* [Work to be completed] When you reach the line in the data below that contains "use std::time::Duration;", please start repeating lines exactly, and stop after the line that contains "pub fn is_stopping()", repeating nothing else.

(Collected data)

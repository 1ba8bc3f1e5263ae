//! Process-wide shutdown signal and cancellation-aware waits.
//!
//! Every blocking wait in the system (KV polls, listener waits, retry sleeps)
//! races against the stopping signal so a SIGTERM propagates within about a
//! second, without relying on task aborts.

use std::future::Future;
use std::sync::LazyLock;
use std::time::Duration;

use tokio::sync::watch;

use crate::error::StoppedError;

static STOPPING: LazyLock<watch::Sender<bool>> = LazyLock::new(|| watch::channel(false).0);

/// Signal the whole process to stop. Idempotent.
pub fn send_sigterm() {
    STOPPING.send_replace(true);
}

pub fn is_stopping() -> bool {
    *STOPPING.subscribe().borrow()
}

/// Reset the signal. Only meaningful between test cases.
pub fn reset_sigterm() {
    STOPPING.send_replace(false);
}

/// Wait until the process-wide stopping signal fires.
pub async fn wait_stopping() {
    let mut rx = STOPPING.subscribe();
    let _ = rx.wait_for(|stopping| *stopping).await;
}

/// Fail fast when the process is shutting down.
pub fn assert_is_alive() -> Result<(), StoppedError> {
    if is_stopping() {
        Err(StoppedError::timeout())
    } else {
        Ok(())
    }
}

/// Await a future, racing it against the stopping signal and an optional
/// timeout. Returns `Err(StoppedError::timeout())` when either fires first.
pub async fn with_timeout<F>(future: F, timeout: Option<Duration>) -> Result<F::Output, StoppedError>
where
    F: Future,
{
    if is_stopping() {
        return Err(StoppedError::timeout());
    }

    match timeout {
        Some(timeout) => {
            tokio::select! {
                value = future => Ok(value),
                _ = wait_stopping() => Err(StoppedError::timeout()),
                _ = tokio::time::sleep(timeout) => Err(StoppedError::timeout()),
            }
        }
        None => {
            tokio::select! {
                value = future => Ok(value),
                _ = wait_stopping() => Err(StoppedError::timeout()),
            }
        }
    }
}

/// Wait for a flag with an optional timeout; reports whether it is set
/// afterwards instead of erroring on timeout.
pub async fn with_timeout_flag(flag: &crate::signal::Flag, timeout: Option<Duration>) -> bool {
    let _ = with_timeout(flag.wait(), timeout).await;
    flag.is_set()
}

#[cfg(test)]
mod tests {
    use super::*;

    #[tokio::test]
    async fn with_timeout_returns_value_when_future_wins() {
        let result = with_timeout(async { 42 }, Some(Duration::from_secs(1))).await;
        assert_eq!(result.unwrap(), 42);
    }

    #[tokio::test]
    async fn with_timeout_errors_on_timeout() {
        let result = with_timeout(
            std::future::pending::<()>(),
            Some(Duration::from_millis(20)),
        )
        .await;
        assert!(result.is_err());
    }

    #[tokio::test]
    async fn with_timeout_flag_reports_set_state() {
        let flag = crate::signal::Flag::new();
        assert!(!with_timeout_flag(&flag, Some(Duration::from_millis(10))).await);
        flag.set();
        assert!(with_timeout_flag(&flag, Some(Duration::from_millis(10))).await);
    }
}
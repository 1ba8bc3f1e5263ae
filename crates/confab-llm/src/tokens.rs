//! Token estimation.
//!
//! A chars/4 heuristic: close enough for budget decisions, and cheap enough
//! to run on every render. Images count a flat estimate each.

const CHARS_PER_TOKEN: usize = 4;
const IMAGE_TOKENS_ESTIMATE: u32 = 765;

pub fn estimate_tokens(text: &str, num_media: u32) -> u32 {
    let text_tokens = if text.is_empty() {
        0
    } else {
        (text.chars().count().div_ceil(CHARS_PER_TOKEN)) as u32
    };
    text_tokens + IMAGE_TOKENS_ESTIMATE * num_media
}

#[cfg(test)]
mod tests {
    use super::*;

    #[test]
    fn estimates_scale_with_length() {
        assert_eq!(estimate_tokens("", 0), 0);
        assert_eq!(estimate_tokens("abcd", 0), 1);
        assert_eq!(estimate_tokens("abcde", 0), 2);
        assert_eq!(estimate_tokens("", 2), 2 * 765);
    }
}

* [Task response]
use std::time::Duration;

use tokio::sync::watch;

use crate::error::StoppedError;

static STOPPING: LazyLock<watch::Sender<bool>> = LazyLock::new(|| watch::channel(false).0);

/// Signal the whole process to stop. Idempotent.
pub fn send_sigterm() {
    STOPPING.send_replace(true);
}

pub fn is_stopping() -> bool {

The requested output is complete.